$\iint_{\mathbb R^2} \frac{dx \, dy}{1+x^{10}y^{10}}$ diverges or converges? Question I'm trying to solve to prepare for an exam.
I need to find out if $\displaystyle\iint_{\mathbb R^2} \frac{dx\,dy}{1+x^{10}y^{10}}$ diverges or converges.
What I did:
I switched to polar coordinates, $x=r\cos \theta$, $y=r\sin\theta$, $J=r$
and so
$$
\begin{align}
\iint_{\mathbb R^2} \frac{dx\,dy}{1+x^{10}y^{10}} & =\int_0^{2\pi} \int_0^\infty \frac{r}{1+r^{20} \sin \theta \cos \theta} \, dr \, d\theta \\[8pt]

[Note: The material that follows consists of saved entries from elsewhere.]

use anyhow::Result;
use log::info;
use std::path::PathBuf;

use crate::{
    rewrite::{SpecChange, fix_spec_file},
    runtime::Runtime,
};

/// Rewrite the requires directives of each spec file in turn.
///
/// With `dry_run` the files are left alone and the rewritten text is printed.
#[tracing::instrument(skip(runtime))]
pub fn rewrite<R: Runtime>(runtime: &R, specs: &[PathBuf], dry_run: bool) -> Result<Vec<SpecChange>> {
    let mut changes = Vec::with_capacity(specs.len());
    for spec in specs {
        let change = fix_spec_file(runtime, spec, !dry_run)?;
        if dry_run {
            print!("{}", change.text);
        } else if change.changed {
            println!("   rewrote {}", spec.display());
        } else {
            info!("Nothing to rewrite in {:?}", spec);
        }
        changes.push(change);
    }
    Ok(changes)
}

& < \int_0^{2\pi} \int_0^\infty \frac{1}{r^{19}\sin \theta \cos \theta} \, dr \, d\theta \\[8pt]
& = \frac{1}{2} \int_0^{2\pi} \int_0^\infty \frac{1}{r^{19}\sin 2\theta} \, dr \, d\theta \\[8pt]

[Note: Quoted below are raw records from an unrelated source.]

use anyhow::{Context, Result};
use log::info;
use std::path::{Path, PathBuf};

use crate::{
    candidates::CandidateSource,
    forge::{Forge, PullRequestOpener},
    retry::RetryPolicy,
    runtime::Runtime,
    tools::packaging,
    workflow::{
        Credentials, Identity, PublishSettings, Report, ValidationSettings, Workflow,
        WorkflowError, WorkflowOptions,
    },
};

use super::config::Config;

/// Prefix of the working directory created when none is given.
const TEMP_DIR_PREFIX: &str = "misreq-";

/// Everything `misreq fix` was asked to do.
#[derive(Debug, Clone)]
pub struct FixRequest {
    pub source: CandidateSource,
    pub dirname: Option<PathBuf>,
    pub cleandir: bool,
    pub limit: Option<usize>,
    pub changelog_user: Option<String>,
    pub no_test: bool,
    pub pagure: bool,
    pub branch: String,
    pub credentials: Credentials,
    pub api_url: Option<String>,
}

/// Credentials are checked before anything else happens.
#[tracing::instrument(skip_all)]
pub async fn fix<R: Runtime>(runtime: R, request: FixRequest) -> Result<Report> {
    let fork_user = request.credentials.fork_user(request.pagure)?;
    let identity = request.credentials.identity()?;

    let config = Config::new(
        runtime,
        request.credentials.pagure_token.as_deref(),
        request.api_url.clone(),
    )?;
    run(config, &request, fork_user, identity).await
}

pub async fn run<R: Runtime, F: Forge, P: PullRequestOpener>(
    config: Config<R, F, P>,
    request: &FixRequest,
    fork_user: Option<String>,
    identity: Option<Identity>,
) -> Result<Report> {
    if let Some(identity) = identity {
        info!("Obtaining a Kerberos ticket for {}", identity.principal());
        packaging::kinit(&config.runtime, &identity.principal(), &identity.password)
            .map_err(|e| WorkflowError::Configuration(format!("kinit failed: {:#}", e)))?;
    }

    let work_dir = prepare_work_dir(&config.runtime, request.dirname.as_deref(), request.cleandir)?;
    info!("Working directory: {:?}", work_dir);

    let mut packages = request.source.load(&config.runtime)?;
    if let Some(limit) = request.limit {
        packages.truncate(limit);
    }
    info!("{} package(s) to process", packages.len());

    let mut options = WorkflowOptions::new(work_dir);
    options.changelog_user = request.changelog_user.clone();
    options.validation = (!request.no_test).then(ValidationSettings::default);
    options.publish = fork_user.map(|fork_user| PublishSettings {
        fork_user,
        branch: request.branch.clone(),
        push_retry: RetryPolicy::fork_push(),
    });

    let workflow = Workflow::new(config.runtime, config.forge, config.opener, options);
    Ok(workflow.run(&packages).await)
}

/// The directory packages get cloned into.
///
/// A given directory is created if needed and emptied first with `cleandir`.
/// Without one, a fresh temporary directory is created and left in place.
pub fn prepare_work_dir<R: Runtime>(
    runtime: &R,
    dirname: Option<&Path>,
    cleandir: bool,
) -> Result<PathBuf> {
    match dirname {
        Some(dir) => {
            if cleandir && runtime.exists(dir) {
                info!("Cleaning {:?}", dir);
                runtime
                    .remove_dir_all(dir)
                    .with_context(|| format!("Failed to clean {:?}", dir))?;
            }
            runtime.create_dir_all(dir)?;
            Ok(dir.to_path_buf())
        }
        None => runtime.create_temp_dir(TEMP_DIR_PREFIX),
    }
}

& =\frac{1}{2} \int_0^{2\pi} \frac{1}{\sin 2\theta} \, d\theta \int_0^\infty \frac{1}{r^{19}}\,dr
\end{align}
$$
But note that both $\int_0^\infty \frac{1}{r^{19}}dr$ and $\int_0^{2\pi} \frac{1}{\sin 2\theta} \, d\theta$ do not converge, so we proved nothing.
So that is not the way.
Does this integral converge/ diverge? why?

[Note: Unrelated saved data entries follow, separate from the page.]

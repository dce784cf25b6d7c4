pub mod alert;
pub mod circuit_breaker;
pub mod retry;

pub use alert::{AlertManager, AlertRule};
pub use circuit_breaker::{CircuitBreaker, CircuitBreakerConfig, CircuitBreakerManager, CircuitState};
pub use retry::{RetryConfig, Retrier};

And also, I'd like to know why $\int_0^{2\pi} \frac{1}{\sin 2\theta} \, d\theta$ does not converge. I know it doesn't because of wolfram, not because i showed it on paper.
 A: Draw the shape around the axes inside the two hyperbolas, and four arcs, given by $xy=1$ and $xy=-1.$ Sort of a cross shape, but infinite, with both axes in its interior. Within this, $x^{10} y^{10} \leq 1,$ then  $1 +x^{10} y^{10} \leq 2,$ finally
$$ \frac{1}{1 +x^{10} y^{10}} \geq \frac{1}{2}. $$
This region has infinite area, the integral (nonnegative integrand) on the region is infinite. Being a little careful, out to some radius $R,$ the integral on the shape is at least half the area out to that radius; as $R \rightarrow \infty,$ so do the area and the integral.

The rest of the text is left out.